Background, and the options that should work but dont

Anyone moving from a Windows phone to an Android phone will find that the various Android calendars do not have the weather forcast built in by default, something that they will have got used to. It turns out to be a lot more tricky to add this than would have been expected.

The Android Google Calendars app may have a setting labelled "7 day weather forcast" but this just suggests that you add the Weather widget to the home screen.
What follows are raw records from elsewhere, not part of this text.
//! End-to-end pipeline scenarios using a filesystem mirror.

use std::fs;
use std::path::PathBuf;

use rstest::{fixture, rstest};
use tempfile::TempDir;

use super::{Event, RecordingReporter, extractor_for, write_plugin};
use crate::error::InitError;
use crate::inventory::PluginDirs;
use crate::lock::LockManifest;
use crate::mirror::MirrorFetcher;
use crate::pipeline::ProviderInit;

struct Sandbox {
    _root: TempDir,
    plugins: PathBuf,
    mirror: PathBuf,
    lock: PathBuf,
}

impl Sandbox {
    fn pipeline<'a>(&self, reporter: &'a RecordingReporter) -> ProviderInit<'a> {
        ProviderInit::new(PluginDirs::new(self.plugins.clone()), self.lock.clone(), reporter)
            .with_concurrency(4)
    }

    fn fetcher(&self) -> MirrorFetcher {
        MirrorFetcher::new(self.mirror.clone())
    }
}

#[fixture]
fn sandbox() -> Sandbox {
    let root = TempDir::new().expect("temp dir");
    let plugins = root.path().join(".provinit/plugins");
    let mirror = root.path().join("mirror");
    let lock = plugins.join("lock.json");
    fs::create_dir_all(&mirror).expect("mirror dir");
    Sandbox {
        _root: root,
        plugins,
        mirror,
        lock,
    }
}

#[rstest]
fn installed_plugin_within_range_is_locked(sandbox: Sandbox) {
    write_plugin(&sandbox.plugins, "aws", "1.2.0", 4, b"aws-1.2.0");
    write_plugin(&sandbox.plugins, "aws", "2.0.0", 4, b"aws-2.0.0");
    let reporter = RecordingReporter::default();

    let outcome = sandbox
        .pipeline(&reporter)
        .run(&extractor_for(&[("aws", ">= 1.0, < 2.0")]), &sandbox.fetcher())
        .expect("init succeeds");

    assert_eq!(outcome.chosen["aws"].version().to_string(), "1.2.0");
    assert_eq!(
        reporter.count(|event| matches!(event, Event::Downloading(_))),
        0
    );
    let locked = LockManifest::read(&sandbox.lock).expect("read lock");
    assert_eq!(
        locked.get("aws"),
        Some(&outcome.chosen["aws"].sha256().expect("hash"))
    );
}

#[rstest]
fn empty_inventory_fetches_highest_mirror_version(sandbox: Sandbox) {
    write_plugin(&sandbox.mirror, "google", "2.0.0", 4, b"google-2.0.0");
    write_plugin(&sandbox.mirror, "google", "2.3.0", 4, b"google-2.3.0");
    write_plugin(&sandbox.mirror, "google", "1.9.0", 4, b"google-1.9.0");
    let reporter = RecordingReporter::default();

    let outcome = sandbox
        .pipeline(&reporter)
        .run(&extractor_for(&[("google", ">= 2.0")]), &sandbox.fetcher())
        .expect("init succeeds");

    let google = &outcome.chosen["google"];
    assert_eq!(google.version().to_string(), "2.3.0");
    assert!(google.path().starts_with(&sandbox.plugins));
    assert_eq!(outcome.manifest.len(), 1);
    assert_eq!(
        LockManifest::read(&sandbox.lock).expect("read lock"),
        outcome.manifest
    );
}

#[rstest]
fn unconstrained_provider_gets_suggestion(sandbox: Sandbox) {
    write_plugin(&sandbox.plugins, "azurerm", "3.4.1", 4, b"azurerm");
    write_plugin(&sandbox.plugins, "aws", "1.2.0", 4, b"aws");
    let reporter = RecordingReporter::default();

    let outcome = sandbox
        .pipeline(&reporter)
        .run(
            &extractor_for(&[("azurerm", ""), ("aws", ">= 1.0")]),
            &sandbox.fetcher(),
        )
        .expect("init succeeds");

    assert_eq!(outcome.suggestions.len(), 1);
    assert!(reporter.events().contains(&Event::Suggested(
        String::from("azurerm"),
        String::from(">= 3.4.1, < 4.0.0"),
    )));
}

#[rstest]
fn partial_fetch_failure_installs_the_rest_but_writes_no_lock(sandbox: Sandbox) {
    write_plugin(&sandbox.mirror, "google", "2.3.0", 4, b"google");
    write_plugin(&sandbox.mirror, "random", "3.1.0", 4, b"random");
    let reporter = RecordingReporter::default();

    let err = sandbox
        .pipeline(&reporter)
        .run(
            &extractor_for(&[("aws", ""), ("google", ""), ("null", ""), ("random", "")]),
            &sandbox.fetcher(),
        )
        .expect_err("init fails");

    let aggregate = match err {
        InitError::Fetch(aggregate) => aggregate,
        other => panic!("expected fetch failure, got {other:?}"),
    };
    let failed: Vec<_> = aggregate
        .failures()
        .iter()
        .map(|failure| failure.name.as_str())
        .collect();
    assert_eq!(failed, ["aws", "null"]);
    assert_eq!(
        reporter.count(|event| matches!(event, Event::Installed(_))),
        2
    );
    assert!(!sandbox.lock.exists());
}

#[rstest]
fn reinitialising_is_idempotent(sandbox: Sandbox) {
    write_plugin(&sandbox.mirror, "google", "2.3.0", 4, b"google");
    let reporter = RecordingReporter::default();
    let init = sandbox.pipeline(&reporter);
    let extractor = extractor_for(&[("google", ">= 2.0")]);

    init.run(&extractor, &sandbox.fetcher()).expect("first init");
    let first = fs::read(&sandbox.lock).expect("read lock");
    init.run(&extractor, &sandbox.fetcher()).expect("second init");

    assert_eq!(fs::read(&sandbox.lock).expect("read lock"), first);
    assert_eq!(
        reporter.count(|event| matches!(event, Event::Downloading(_))),
        1
    );
}

#[rstest]
fn verify_detects_tampering_of_one_provider(sandbox: Sandbox) {
    let aws = write_plugin(&sandbox.plugins, "aws", "1.2.0", 4, b"aws");
    write_plugin(&sandbox.plugins, "google", "2.3.0", 4, b"google");
    let reporter = RecordingReporter::default();
    let init = sandbox.pipeline(&reporter);
    let extractor = extractor_for(&[("aws", ""), ("google", "")]);
    init.run(&extractor, &sandbox.fetcher()).expect("init");

    fs::write(&aws, b"tampered").expect("tamper");
    let mismatches = init.verify(&extractor).expect("verify");

    let names: Vec<_> = mismatches.iter().map(|mismatch| mismatch.name()).collect();
    assert_eq!(names, ["aws"]);
}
There are plenty of weather widget (such as the BBC weather app) for doing this and none of them add entries into the calendar.

If you have a linked Outlook calendar, you will find that there is an option on the outlook web portal (https://outlook.office.com/owa/?path=/options/weather) for putting the weather forecast onto the web calendar, but this is neither visible on the desktop outlook app or any connected android calendars.

A Google search will find sites such as this https://mashtips.com/weather-forecast-ical-mac-ios/ which show that the answer is to add a weather calendar to your outlook or gmail calendar, which then will become visible on your Android phone. It used to be possible to do this from the Weather Underground iCal Forecast service website, but the iCal option for doing this seems to have disappeared in 2015, although it does appear to still be possible to do it for locations in the US.

And then there is metacheck.com, which should provide a suitable calendar. However the most obvious option is to go for a daily summary, but the option that claims to do this provides three forecasts for the first five days, and then daily forcasts from then on.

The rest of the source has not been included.